TO DO => Each line from the opening of the records that follow to the line with "fn selection(statement: &SelectStatement, index: usize)" needs to be written out exactly. Add nothing.

───── MATERIALS PROVIDED ─────

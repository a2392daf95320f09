// Tests for the event query parser: stream shapes, expressions and error reporting
use crate::unit::common::*;
use eventql::eventql::sql::ast::{
    BinaryOperator, ChainLink, EventFilter, Expr, Literal, PatternExpr, SelectItem, StreamSource,
};

fn parse(text: &str) -> SelectStatement {
    EventQueryParser::new()
        .parse(text)
        .unwrap_or_else(|e| panic!("failed to parse '{}': {}", text, e))
}

fn selection(statement: &SelectStatement, index: usize) -> &Expr {
    match &statement.select[index] {
        SelectItem::Expression { expr, .. } => expr,
        SelectItem::Wildcard => panic!("selection {} is a wildcard", index),
    }
}

#[test]
fn test_event_filter_with_view_and_alias() {
    let statement = parse(
        "SELECT count(*) AS cnt FROM access_log.win:time_batch(10 sec) WHERE path = '/' AND size > 100",
    );

    assert_eq!(statement.select[0].alias(), Some("cnt"));
    assert_eq!(
        selection(&statement, 0),
        &Expr::Function {
            name: "count".to_string(),
            distinct: false,
            args: vec![Expr::Wildcard],
        }
    );

    let stream = &statement.from[0];
    assert_eq!(
        stream.source,
        StreamSource::Filter(EventFilter {
            event_type_name: "access_log".to_string(),
            filter: None,
        })
    );
    assert_eq!(stream.views.len(), 1);
    assert_eq!(stream.views[0].namespace, "win");
    assert_eq!(stream.views[0].name, "time_batch");
    assert_eq!(
        stream.views[0].parameters,
        vec![Expr::TimePeriod {
            value: "10".to_string(),
            unit: "sec".to_string(),
        }]
    );
    assert!(matches!(
        statement.where_clause,
        Some(Expr::BinaryOp {
            op: BinaryOperator::And,
            ..
        })
    ));
}

#[test]
fn test_stream_alias_without_as() {
    let statement = parse("select o.amount from Orders(amount > 10) o");
    let stream = &statement.from[0];
    assert_eq!(stream.alias.as_deref(), Some("o"));
    assert_eq!(stream.targets(), vec!["Orders"]);
    assert_eq!(stream.aliases(), vec![("o", Some("Orders"))]);
}

#[test]
fn test_pattern_stream() {
    let statement = parse("SELECT a.user FROM PATTERN [EVERY a=Login -> b=Purchase(amount > 100)]");
    let StreamSource::Pattern(pattern) = &statement.from[0].source else {
        panic!("expected a pattern stream");
    };

    let PatternExpr::FollowedBy(items) = pattern else {
        panic!("expected a followed-by pattern, got {:?}", pattern);
    };
    assert_eq!(items.len(), 2);
    assert!(matches!(&items[0], PatternExpr::Every(inner)
        if matches!(inner.as_ref(), PatternExpr::Filter { tag: Some(tag), .. } if tag == "a")));

    assert_eq!(statement.from[0].targets(), vec!["Login", "Purchase"]);
    assert_eq!(
        statement.from[0].aliases(),
        vec![("a", Some("Login")), ("b", Some("Purchase"))]
    );
}

#[test]
fn test_method_invocation_stream() {
    let statement = parse("select * from METHOD:com.example.Lookup.fetch(user, 3) as lookup");
    let stream = &statement.from[0];
    assert_eq!(
        stream.source,
        StreamSource::Method {
            class_name: "com.example.Lookup".to_string(),
            method_name: "fetch".to_string(),
            parameters: vec![
                Expr::Property("user".to_string()),
                Expr::Literal(Literal::Number("3".to_string())),
            ],
        }
    );
    assert!(stream.targets().is_empty());
    assert_eq!(stream.aliases(), vec![("lookup", None)]);
}

#[test]
fn test_derived_stream() {
    let statement = parse("select r.user from (select user from A) as r");
    let stream = &statement.from[0];
    assert!(matches!(stream.source, StreamSource::Subquery(_)));
    assert!(stream.targets().is_empty());
    assert_eq!(stream.aliases(), vec![("r", None)]);
}

#[test]
fn test_subquery_expressions() {
    let statement = parse(
        "select a, (select max(b) from B) as top from A \
         where a in (select c from C) and not exists (select d from D)",
    );
    let root = AstNode::Statement(&statement);
    assert_eq!(root.collect(NodeKind::Subquery).len(), 3);
    assert_eq!(root.collect(NodeKind::Stream).len(), 4);
    assert!(matches!(selection(&statement, 1), Expr::Subquery(_)));
}

#[test]
fn test_container_fields_and_method_chains() {
    let statement = parse("select field.key1.$0, opts.num.$0.length(), path.substr(0, 2).trim() from T");

    assert_eq!(
        selection(&statement, 0),
        &Expr::Property("field.key1.$0".to_string())
    );
    assert_eq!(
        selection(&statement, 1),
        &Expr::Chain(vec![
            ChainLink {
                name: "opts.num.$0".to_string(),
                parameters: None,
            },
            ChainLink {
                name: "length".to_string(),
                parameters: Some(vec![]),
            },
        ])
    );
    assert_eq!(selection(&statement, 2).field_path(), Some("path"));
}

#[test]
fn test_numeric_segments_are_path_segments() {
    let statement = parse("select data.0, data.1.name from T");
    assert_eq!(selection(&statement, 0), &Expr::Property("data.0".to_string()));
    assert_eq!(
        selection(&statement, 1),
        &Expr::Property("data.1.name".to_string())
    );
}

#[test]
fn test_predicates() {
    let statement = parse(
        "SELECT CASE WHEN a > 1 THEN 'x' ELSE 'y' END FROM T \
         WHERE b BETWEEN 1 AND 5 AND c NOT LIKE 'x%' AND d IS NOT NULL AND e NOT IN (1, 2)",
    );
    assert!(matches!(selection(&statement, 0), Expr::Case { .. }));

    let mut kinds = Vec::new();
    let mut current = statement.where_clause.as_ref().unwrap();
    while let Expr::BinaryOp {
        left,
        op: BinaryOperator::And,
        right,
    } = current
    {
        kinds.push(right.as_ref().clone());
        current = left.as_ref();
    }
    kinds.push(current.clone());
    kinds.reverse();

    assert!(matches!(kinds[0], Expr::Between { negated: false, .. }));
    assert!(matches!(kinds[1], Expr::Like { negated: true, .. }));
    assert!(matches!(kinds[2], Expr::IsNull { negated: true, .. }));
    assert!(matches!(kinds[3], Expr::InList { negated: true, .. }));
}

#[test]
fn test_keywords_are_case_insensitive() {
    let upper = parse("SELECT DISTINCT a FROM T WHERE b = TRUE GROUP BY a HAVING count(*) > 1 ORDER BY a DESC");
    let lower = parse("select distinct a from T where b = true group by a having count(*) > 1 order by a desc");
    assert_eq!(upper, lower);
    assert!(upper.distinct);
    assert!(upper.order_by[0].descending);
}

#[test]
fn test_comments_are_ignored() {
    let statement = parse("select a -- trailing comment\nfrom /* inline */ T");
    assert_eq!(statement.from[0].targets(), vec!["T"]);
}

#[test]
fn test_syntax_errors_are_parse_errors() {
    for text in [
        "SELECT FROM T",
        "SELECT a FROM",
        "SELECT a FROM T WHERE name = 'open",
        "SELECT a FROM PATTERN [a=A ->]",
        "SELECT a FROM METHOD:fetch(x)",
        "UPDATE T SET a = 1",
    ] {
        let err = EventQueryParser::new().parse(text).unwrap_err();
        assert!(
            matches!(err, QueryError::Parse { .. }),
            "expected a parse error for '{}', got {:?}",
            text,
            err
        );
    }
}

#[test]
fn test_parse_error_carries_position() {
    let err = EventQueryParser::new()
        .parse("SELECT a FROM T WHERE a = = 1")
        .unwrap_err();
    match err {
        QueryError::Parse { position, .. } => assert_eq!(position, Some(26)),
        other => panic!("unexpected error {:?}", other),
    }
}

#[test]
fn test_deeply_nested_input_is_rejected() {
    let parens = format!(
        "select a from A where {}x = 1{}",
        "(".repeat(2_000),
        ")".repeat(2_000)
    );
    let negations = format!("select a from A where {}x", "not ".repeat(5_000));
    let minuses = format!("select {}a from A", "- ".repeat(5_000));
    let chain = format!("select a from A where x = 0{}", " or x = 1".repeat(5_000));
    let pattern = format!("select * from pattern [{}A]", "every ".repeat(5_000));

    for expression in [parens, negations, minuses, chain, pattern] {
        let err = Query::builder("deep", expression.as_str())
            .build()
            .unwrap()
            .targets()
            .unwrap_err();
        assert!(
            matches!(err, QueryError::Client { .. }),
            "expected a client error, got {:?}",
            err
        );
        assert!(err.message().contains("maximum depth"));
    }
}

#[test]
fn test_moderate_nesting_still_parses() {
    let expression = format!(
        "select a from A where {}x = 1{}",
        "(".repeat(40),
        ")".repeat(40)
    );
    let statement = EventQueryParser::new().parse(&expression).unwrap();
    assert!(statement.where_clause.is_some());
}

─────

RESPONSE BELOW =>
repository a2392daf95320f09
// Tests for the event query parser: stream shapes, expressions and error reporting
use crate::unit::common::*;
use eventql::eventql::sql::ast::{
    BinaryOperator, ChainLink, EventFilter, Expr, Literal, PatternExpr, SelectItem, StreamSource,
};

fn parse(text: &str) -> SelectStatement {
    EventQueryParser::new()
        .parse(text)
        .unwrap_or_else(|e| panic!("failed to parse '{}': {}", text, e))
}

fn selection(statement: &SelectStatement, index: usize) -> &Expr {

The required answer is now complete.